Il y avait eu un premier coup de semonce en mai 2020, tiré par le Conseil d’État. Puis un second, en décembre, toujours de la même institution. En ce début d’année, la salve est partie cette fois de la Commission nationale de l’informatique et des libertés (Cnil). À chaque fois, la même cible : l’utilisation par les forces de l’ordre de drones de surveillance dans l’espace public, sans aucun cadre légal.
Tout est parti d’articles de presse relatant l’usage de drones équipés de caméras pour voir si les mesures du confinement au printemps dernier étaient bien respectées par la population. Découvrant cette initiative, et percevant les implications que cela pouvait avoir sur les libertés, la Cnil s’est alors rapprochée du ministère de l’Intérieur pour avoir des précisions sur le cadre d’emploi.

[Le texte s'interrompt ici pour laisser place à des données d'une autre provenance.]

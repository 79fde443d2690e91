//! Message dispatch policy
//!
//! The route table only knows how to apply a matched message. This layer
//! decides what happens around it: unmapped addresses are ignored, malformed
//! arguments and actuator failures are logged, and everything is counted.

use alsa_osc_core::{Actuator, Error, RouteTable, Value};
use serde::Serialize;
use std::sync::atomic::{AtomicU64, Ordering};
use std::sync::Arc;
use tracing::{debug, warn};

/// Outcome of dispatching one message
#[derive(Debug)]
pub enum Dispatch {
    /// Exactly one actuator call succeeded
    Routed,
    /// No route for the address
    Unmapped,
    /// Arguments did not fit the route; the actuator was not called
    Rejected(Error),
    /// The actuator call failed
    Failed(Error),
}

/// Snapshot of server counters
#[derive(Debug, Clone, Copy, Default, PartialEq, Eq, Serialize)]
pub struct ServerStats {
    pub datagrams: u64,
    pub decode_errors: u64,
    pub routed: u64,
    pub unmapped: u64,
    pub rejected: u64,
    pub failed: u64,
}

#[derive(Debug, Default)]
pub(crate) struct Counters {
    pub(crate) datagrams: AtomicU64,
    pub(crate) decode_errors: AtomicU64,
    routed: AtomicU64,
    unmapped: AtomicU64,
    rejected: AtomicU64,
    failed: AtomicU64,
}

impl Counters {
    pub(crate) fn snapshot(&self) -> ServerStats {
        ServerStats {
            datagrams: self.datagrams.load(Ordering::Relaxed),
            decode_errors: self.decode_errors.load(Ordering::Relaxed),
            routed: self.routed.load(Ordering::Relaxed),
            unmapped: self.unmapped.load(Ordering::Relaxed),
            rejected: self.rejected.load(Ordering::Relaxed),
            failed: self.failed.load(Ordering::Relaxed),
        }
    }
}

/// Shared, cloneable handle that routes messages to the actuator
#[derive(Clone)]
pub struct Dispatcher {
    routes: Arc<RouteTable>,
    actuator: Arc<dyn Actuator>,
    counters: Arc<Counters>,
}

impl Dispatcher {
    pub fn new(routes: Arc<RouteTable>, actuator: Arc<dyn Actuator>) -> Self {
        Self {
            routes,
            actuator,
            counters: Arc::new(Counters::default()),
        }
    }

    pub fn routes(&self) -> &RouteTable {
        &self.routes
    }

    pub fn stats(&self) -> ServerStats {
        self.counters.snapshot()
    }

    pub(crate) fn counters(&self) -> &Counters {
        &self.counters
    }

    /// Dispatch one message. Blocks for as long as the actuator does.
    pub fn dispatch(&self, address: &str, args: &[Value]) -> Dispatch {
        let Some(entry) = self.routes.lookup(address) else {
            debug!("No route for {}", address);
            self.counters.unmapped.fetch_add(1, Ordering::Relaxed);
            return Dispatch::Unmapped;
        };

        match entry.apply(args, self.actuator.as_ref()) {
            Ok(()) => {
                self.counters.routed.fetch_add(1, Ordering::Relaxed);
                Dispatch::Routed
            }
            Err(e @ Error::InvalidArgument(_)) => {
                warn!("Rejected message to {}: {}", address, e);
                self.counters.rejected.fetch_add(1, Ordering::Relaxed);
                Dispatch::Rejected(e)
            }
            Err(e) => {
                warn!("Failed to apply {} to {}: {}", address, entry.target, e);
                self.counters.failed.fetch_add(1, Ordering::Relaxed);
                Dispatch::Failed(e)
            }
        }
    }
}

impl std::fmt::Debug for Dispatcher {
    fn fmt(&self, f: &mut std::fmt::Formatter<'_>) -> std::fmt::Result {
        f.debug_struct("Dispatcher")
            .field("routes", &self.routes.len())
            .field("stats", &self.stats())
            .finish()
    }
}

#[cfg(test)]
mod tests {
    use super::*;
    use alsa_osc_core::{
        CardInfo, CardSnapshot, ChannelSelector, ControlDescriptor, ControlTarget, Level, Root,
        Snapshot,
    };
    use std::sync::atomic::AtomicUsize;

    #[derive(Default)]
    struct CountingActuator {
        calls: AtomicUsize,
    }

    impl Actuator for CountingActuator {
        fn set_volume(&self, _: &ControlTarget, _: ChannelSelector, _: Level) -> alsa_osc_core::Result<()> {
            self.calls.fetch_add(1, Ordering::SeqCst);
            Ok(())
        }

        fn set_mute(&self, target: &ControlTarget, _: bool) -> alsa_osc_core::Result<()> {
            Err(Error::Unsupported {
                control: target.control.clone(),
                operation: "mute".to_string(),
            })
        }

        fn set_record(&self, _: &ControlTarget, _: bool) -> alsa_osc_core::Result<()> {
            Ok(())
        }
    }

    fn dispatcher(actuator: Arc<CountingActuator>) -> Dispatcher {
        let snapshot = Snapshot::new(vec![CardSnapshot::new(
            CardInfo::new(0, "PCH"),
            vec![ControlDescriptor::new(0, "Master").with_mute(true)],
        )]);
        let routes = Arc::new(RouteTable::build(&Root::default(), &snapshot));
        Dispatcher::new(routes, actuator)
    }

    #[test]
    fn test_outcomes_are_counted() {
        let actuator = Arc::new(CountingActuator::default());
        let dispatcher = dispatcher(actuator.clone());

        assert!(matches!(
            dispatcher.dispatch("/alsa/interface/PCH/Master", &[Value::Float(0.5)]),
            Dispatch::Routed
        ));
        assert!(matches!(
            dispatcher.dispatch("/alsa/interface/PCH/Headphone", &[Value::Float(0.5)]),
            Dispatch::Unmapped
        ));
        assert!(matches!(
            dispatcher.dispatch("/alsa/interface/PCH/Master", &[Value::from("max")]),
            Dispatch::Rejected(_)
        ));
        assert!(matches!(
            dispatcher.dispatch("/alsa/interface/PCH/Master/mute", &[Value::Bool(true)]),
            Dispatch::Failed(Error::Unsupported { .. })
        ));

        assert_eq!(actuator.calls.load(Ordering::SeqCst), 1);
        assert_eq!(
            dispatcher.stats(),
            ServerStats {
                routed: 1,
                unmapped: 1,
                rejected: 1,
                failed: 1,
                ..Default::default()
            }
        );
    }
}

Des questionnaires sont adressés, des courriers sont envoyés et, surtout, des contrôles — plus exactement un — sont effectués dans les locaux de la préfecture de police de Paris. Nous sommes alors en juillet 2020, deux mois après la première décision rendue par la plus haute juridiction administrative, qui demandait la suspension de la surveillance par drone faute d’un cadre juridique valable.
C’est lors d’un vol de démonstration que la Cnil « a constaté que les personnes filmées par ce type de dispositif étaient susceptibles d’être identifiées » et qu’il n’y avait « aucune base légale » pour opérer ce traitement de données personnelles. La Commission nationale de l’informatique et des libertés engage donc dans la foulée une procédure de sanction contre le ministère de l’Intérieur.
Pas d’amende, mais une critique publique
Il faudra plusieurs mois pour en voir le bout : en effet, la délibération de la Cnil est rendue le 12 janvier 2021, deux jours avant que l’institution ne rende publique la nouvelle, pour signifier un peu plus l’importance au moins symbolique de la sanction — la Cnil rappelle qu’elle n’a pas le pouvoir de prononcer la moindre amende contre l’État. Tout ce qu’elle peut faire, c’est un rappel à l’ordre.
Constatant que plusieurs obligations de la loi Informatique et Libertés ont été enfreintes, l’autorité en charge de la protection des données personnelles exige que la place Beauvau se remette dans les clous de la loi. Tout vol de drone doit être suspendu, sans délai. Et s’il n’y a pas de sanction pécuniaire, la CNIL mise sur la publicité de la sanction pour que la population se rende compte des écarts du pouvoir en la matière.
La Cnil rappelle qu’il n’est pas interdit absolument d’utiliser des drones dans le cadre des finalités imaginées par le gouvernement. Cependant, rappelle la CNIL, il doit y avoir soit un cadre légal autorisant le traitement de données à caractère personnel — puisqu’il y a une possibilité d’identification — ou bien un système technique empêchant toute identification des personnes soit mis en œuvre.
« Cette sanction et l’injonction qui l’accompagne concernent l’utilisation des drones par l’ensemble des forces de l’ordre dès lors qu’elles agissent sous l’autorité du ministère, qu’il s’agisse de services de police ou de gendarmerie, sur l’ensemble du territoire, et quelles que soient les finalités poursuivies », écrit la Commission nationale de l’informatique et des libertés. En clair, pas d’exception.
La balle est désormais dans le camp du ministère de l’Intérieur. Il est possible que celui-ci temporise. En effet, cette légalisation du cadre d’emploi est justement en cours, à travers la proposition de loi sur la sécurité globale, et plus précisément son article 22. Adopté au mois de novembre à l’Assemblée nationale, le texte doit maintenant passer au Sénat. Mais ici, l’issue politique est moins certaine.